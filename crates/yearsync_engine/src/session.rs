//! Single-use reconciliation session.
//!
//! A session walks `AcquireToken → Probe → Pull → Resolve → Merge` once and
//! ends in `Done`. Phase failures end the session early with `false`;
//! item-level failures inside Resolve and Merge are logged and skipped.

use crate::cache::ExistenceCache;
use crate::catalog::RemoteCatalog;
use crate::config::SyncConfig;
use crate::error::{SyncError, SyncResult};
use crate::merge::BulkMerge;
use crate::pool::WorkerPool;
use crate::resolver::ConcurrentResolver;
use crate::storage::HistoryStore;
use crate::transport::HistoryTransport;
use chrono::Utc;
use std::sync::Arc;
use tracing::{debug, info, info_span, warn};
use uuid::Uuid;
use yearsync_protocol::SyncRequest;

/// The states a session moves through.
#[derive(Debug, Clone, Copy, PartialEq, Eq)]
pub enum SessionState {
    /// Acquiring the auth token.
    AcquireToken,
    /// Sending the count-only request.
    Probe,
    /// Sending the full diff request.
    Pull,
    /// Resolving missing episodes and fetching listings.
    Resolve,
    /// Writing staged listings.
    Merge,
    /// Terminal state with the session outcome.
    Done(bool),
}

impl SessionState {
    /// Returns true for the terminal state.
    pub fn is_terminal(&self) -> bool {
        matches!(self, SessionState::Done(_))
    }
}

/// Per-session counters, logged when the session ends.
#[derive(Debug, Clone, Copy, Default, PartialEq, Eq)]
pub struct SessionSummary {
    /// Count reported by the probe.
    pub remote_count: i64,
    /// Interactions recorded locally for the year.
    pub local_count: i64,
    /// Changes in the diff response.
    pub changes_received: usize,
    /// Changes whose episode already existed.
    pub already_present: usize,
    /// Distinct missing episodes.
    pub missing: usize,
    /// Missing episodes created locally.
    pub resolved: usize,
    /// Missing episodes that could not be resolved.
    pub lookup_failures: usize,
    /// Podcasts whose listing was merged.
    pub podcasts_refreshed: usize,
    /// Listing fetches or writes that failed.
    pub merge_failures: usize,
}

/// Everything a finished session reports.
#[derive(Debug)]
pub struct SessionOutcome {
    /// Session id, as logged.
    pub session_id: Uuid,
    /// Whether the session succeeded.
    pub success: bool,
    /// The phase failure that ended the session, if any.
    pub error: Option<SyncError>,
    /// Every state entered, in order.
    pub trace: Vec<SessionState>,
    /// POSTs attempted against the history endpoint.
    pub round_trips: u32,
    /// Per-session counters.
    pub summary: SessionSummary,
}

/// One reconciliation attempt for one year.
///
/// The session is consumed by [`run`](Self::run), so each instance makes at
/// most one attempt.
pub struct ReconciliationSession<'a, T, S, L> {
    id: Uuid,
    year: i32,
    config: &'a SyncConfig,
    transport: Arc<T>,
    storage: Arc<S>,
    catalog: Arc<L>,
    pool: &'a WorkerPool,
    trace: Vec<SessionState>,
    round_trips: u32,
    summary: SessionSummary,
}

impl<'a, T, S, L> ReconciliationSession<'a, T, S, L>
where
    T: HistoryTransport + 'static,
    S: HistoryStore + 'static,
    L: RemoteCatalog + 'static,
{
    /// Creates a session for `year`.
    pub fn new(
        year: i32,
        config: &'a SyncConfig,
        transport: Arc<T>,
        storage: Arc<S>,
        catalog: Arc<L>,
        pool: &'a WorkerPool,
    ) -> Self {
        Self {
            id: Uuid::new_v4(),
            year,
            config,
            transport,
            storage,
            catalog,
            pool,
            trace: Vec::new(),
            round_trips: 0,
            summary: SessionSummary::default(),
        }
    }

    /// Returns the session id.
    pub fn id(&self) -> Uuid {
        self.id
    }

    /// Runs the session and returns whether it succeeded.
    ///
    /// # Panics
    ///
    /// Panics if called from within an async runtime.
    pub fn run(self) -> bool {
        self.execute().success
    }

    /// Runs the session and returns the full outcome.
    pub fn execute(mut self) -> SessionOutcome {
        let span = info_span!("year_sync", session = %self.id, year = self.year);
        let _guard = span.enter();

        let error = self.drive().err();
        let success = error.is_none();
        if let Some(e) = &error {
            warn!(error = %e, "year sync failed");
        }
        self.enter(SessionState::Done(success));

        let summary = self.summary;
        info!(
            success,
            round_trips = self.round_trips,
            remote = summary.remote_count,
            local = summary.local_count,
            received = summary.changes_received,
            missing = summary.missing,
            resolved = summary.resolved,
            lookup_failures = summary.lookup_failures,
            refreshed = summary.podcasts_refreshed,
            merge_failures = summary.merge_failures,
            "year sync finished"
        );

        SessionOutcome {
            session_id: self.id,
            success,
            error,
            trace: self.trace,
            round_trips: self.round_trips,
            summary,
        }
    }

    fn drive(&mut self) -> SyncResult<()> {
        self.enter(SessionState::AcquireToken);
        let token = self.transport.acquire_token()?;

        self.enter(SessionState::Probe);
        let probe = SyncRequest::probe(self.year, Utc::now().timestamp_millis())
            .with_version(self.config.protocol_version);
        let probe_token = token.clone();
        let remote = self
            .remote_call("probe", move |transport| transport.probe(&probe_token, &probe))?
            .count;
        let local = self.storage.count_interactions_for_year(self.year)?;
        self.summary.remote_count = remote;
        self.summary.local_count = local;

        if remote <= local {
            debug!(remote, local, "local history caught up");
            return Ok(());
        }

        self.enter(SessionState::Pull);
        let diff = SyncRequest::diff(self.year, Utc::now().timestamp_millis())
            .with_version(self.config.protocol_version);
        let changes = self
            .remote_call("pull", move |transport| transport.pull(&token, &diff))?
            .into_changes();
        self.summary.changes_received = changes.len();

        self.enter(SessionState::Resolve);
        let mut cache = ExistenceCache::new();
        let resolver = ConcurrentResolver::new(
            Arc::clone(&self.storage),
            Arc::clone(&self.catalog),
            self.pool,
        );
        let resolution = resolver.resolve(changes, &mut cache);
        self.summary.already_present = resolution.already_present;
        self.summary.missing = resolution.missing;
        self.summary.resolved = resolution.resolved;
        self.summary.lookup_failures = resolution.lookup_failures;

        self.enter(SessionState::Merge);
        let merged = BulkMerge::new(self.storage.as_ref()).apply(&resolution.listings);
        self.summary.podcasts_refreshed = merged.podcasts_merged;
        self.summary.merge_failures = resolution.listing_failures + merged.failures;

        Ok(())
    }

    fn remote_call<R, F>(&mut self, phase: &'static str, call: F) -> SyncResult<R>
    where
        R: Send + 'static,
        F: FnOnce(&T) -> SyncResult<R> + Send + 'static,
    {
        let transport = Arc::clone(&self.transport);
        self.round_trips += 1;
        self.pool
            .call(phase, self.config.phase_timeout, move || call(transport.as_ref()))
    }

    fn enter(&mut self, state: SessionState) {
        debug!(state = ?state, "session state");
        self.trace.push(state);
    }
}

▶ **Assignment**
Copy the material above, line for line.

▶ **Written solution**
filename crates/yearsync_engine/src/session.rs
//! Single-use reconciliation session.
//!
//! A session walks `AcquireToken → Probe → Pull → Resolve → Merge` once and
//! ends in `Done`. Phase failures end the session early with `false`;
//! item-level failures inside Resolve and Merge are logged and skipped.

use crate::cache::ExistenceCache;
use crate::catalog::RemoteCatalog;
use crate::config::SyncConfig;
use crate::error::{SyncError, SyncResult};
use crate::merge::BulkMerge;
use crate::pool::WorkerPool;
use crate::resolver::ConcurrentResolver;
use crate::storage::HistoryStore;
use crate::transport::HistoryTransport;
use chrono::Utc;
use std::sync::Arc;
use tracing::{debug, info, info_span, warn};
use uuid::Uuid;
use yearsync_protocol::SyncRequest;

/// The states a session moves through.
#[derive(Debug, Clone, Copy, PartialEq, Eq)]
pub enum SessionState {
    /// Acquiring the auth token.
    AcquireToken,
    /// Sending the count-only request.
    Probe,
    /// Sending the full diff request.
    Pull,
    /// Resolving missing episodes and fetching listings.
    Resolve,
    /// Writing staged listings.
    Merge,
    /// Terminal state with the session outcome.
    Done(bool),
}

impl SessionState {
    /// Returns true for the terminal state.
    pub fn is_terminal(&self) -> bool {
        matches!(self, SessionState::Done(_))
    }
}

/// Per-session counters, logged when the session ends.
#[derive(Debug, Clone, Copy, Default, PartialEq, Eq)]
pub struct SessionSummary {
    /// Count reported by the probe.
    pub remote_count: i64,
    /// Interactions recorded locally for the year.
    pub local_count: i64,
    /// Changes in the diff response.
    pub changes_received: usize,
    /// Changes whose episode already existed.
    pub already_present: usize,
    /// Distinct missing episodes.
    pub missing: usize,
    /// Missing episodes created locally.
    pub resolved: usize,
    /// Missing episodes that could not be resolved.
    pub lookup_failures: usize,
    /// Podcasts whose listing was merged.
    pub podcasts_refreshed: usize,
    /// Listing fetches or writes that failed.
    pub merge_failures: usize,
}

/// Everything a finished session reports.
#[derive(Debug)]
pub struct SessionOutcome {
    /// Session id, as logged.
    pub session_id: Uuid,
    /// Whether the session succeeded.
    pub success: bool,
    /// The phase failure that ended the session, if any.
    pub error: Option<SyncError>,
    /// Every state entered, in order.
    pub trace: Vec<SessionState>,
    /// POSTs attempted against the history endpoint.
    pub round_trips: u32,
    /// Per-session counters.
    pub summary: SessionSummary,
}

/// One reconciliation attempt for one year.
///
/// The session is consumed by [`run`](Self::run), so each instance makes at
/// most one attempt.
pub struct ReconciliationSession<'a, T, S, L> {
    id: Uuid,
    year: i32,
    config: &'a SyncConfig,
    transport: Arc<T>,
    storage: Arc<S>,
    catalog: Arc<L>,
    pool: &'a WorkerPool,
    trace: Vec<SessionState>,
    round_trips: u32,
    summary: SessionSummary,
}

impl<'a, T, S, L> ReconciliationSession<'a, T, S, L>
where
    T: HistoryTransport + 'static,
    S: HistoryStore + 'static,
    L: RemoteCatalog + 'static,
{
    /// Creates a session for `year`.
    pub fn new(
        year: i32,
        config: &'a SyncConfig,
        transport: Arc<T>,
        storage: Arc<S>,
        catalog: Arc<L>,
        pool: &'a WorkerPool,
    ) -> Self {
        Self {
            id: Uuid::new_v4(),
            year,
            config,
            transport,
            storage,
            catalog,
            pool,
            trace: Vec::new(),
            round_trips: 0,
            summary: SessionSummary::default(),
        }
    }

    /// Returns the session id.
    pub fn id(&self) -> Uuid {
        self.id
    }

    /// Runs the session and returns whether it succeeded.
    ///
    /// # Panics
    ///
    /// Panics if called from within an async runtime.
    pub fn run(self) -> bool {
        self.execute().success
    }

    /// Runs the session and returns the full outcome.
    pub fn execute(mut self) -> SessionOutcome {
        let span = info_span!("year_sync", session = %self.id, year = self.year);
        let _guard = span.enter();

        let error = self.drive().err();
        let success = error.is_none();
        if let Some(e) = &error {
            warn!(error = %e, "year sync failed");
        }
        self.enter(SessionState::Done(success));

        let summary = self.summary;
        info!(
            success,
            round_trips = self.round_trips,
            remote = summary.remote_count,
            local = summary.local_count,
            received = summary.changes_received,
            missing = summary.missing,
            resolved = summary.resolved,
            lookup_failures = summary.lookup_failures,
            refreshed = summary.podcasts_refreshed,
            merge_failures = summary.merge_failures,
            "year sync finished"
        );

        SessionOutcome {
            session_id: self.id,
            success,
            error,
            trace: self.trace,
            round_trips: self.round_trips,
            summary,
        }
    }

    fn drive(&mut self) -> SyncResult<()> {
        self.enter(SessionState::AcquireToken);
        let token = self.transport.acquire_token()?;

        self.enter(SessionState::Probe);
        let probe = SyncRequest::probe(self.year, Utc::now().timestamp_millis())
            .with_version(self.config.protocol_version);
        let probe_token = token.clone();
        let remote = self
            .remote_call("probe", move |transport| transport.probe(&probe_token, &probe))?
            .count;
        let local = self.storage.count_interactions_for_year(self.year)?;
        self.summary.remote_count = remote;
        self.summary.local_count = local;

        if remote <= local {
            debug!(remote, local, "local history caught up");
            return Ok(());
        }

        self.enter(SessionState::Pull);
        let diff = SyncRequest::diff(self.year, Utc::now().timestamp_millis())
            .with_version(self.config.protocol_version);
        let changes = self
            .remote_call("pull", move |transport| transport.pull(&token, &diff))?
            .into_changes();
        self.summary.changes_received = changes.len();

        self.enter(SessionState::Resolve);
        let mut cache = ExistenceCache::new();
        let resolver = ConcurrentResolver::new(
            Arc::clone(&self.storage),
            Arc::clone(&self.catalog),
            self.pool,
        );
        let resolution = resolver.resolve(changes, &mut cache);
        self.summary.already_present = resolution.already_present;
        self.summary.missing = resolution.missing;
        self.summary.resolved = resolution.resolved;
        self.summary.lookup_failures = resolution.lookup_failures;

        self.enter(SessionState::Merge);
        let merged = BulkMerge::new(self.storage.as_ref()).apply(&resolution.listings);
        self.summary.podcasts_refreshed = merged.podcasts_merged;
        self.summary.merge_failures = resolution.listing_failures + merged.failures;

        Ok(())
    }

    fn remote_call<R, F>(&mut self, phase: &'static str, call: F) -> SyncResult<R>
    where
        R: Send + 'static,
        F: FnOnce(&T) -> SyncResult<R> + Send + 'static,
    {
        let transport = Arc::clone(&self.transport);
        self.round_trips += 1;
        self.pool
            .call(phase, self.config.phase_timeout, move || call(transport.as_ref()))
    }

    fn enter(&mut self, state: SessionState) {
        debug!(state = ?state, "session state");
        self.trace.push(state);
    }
}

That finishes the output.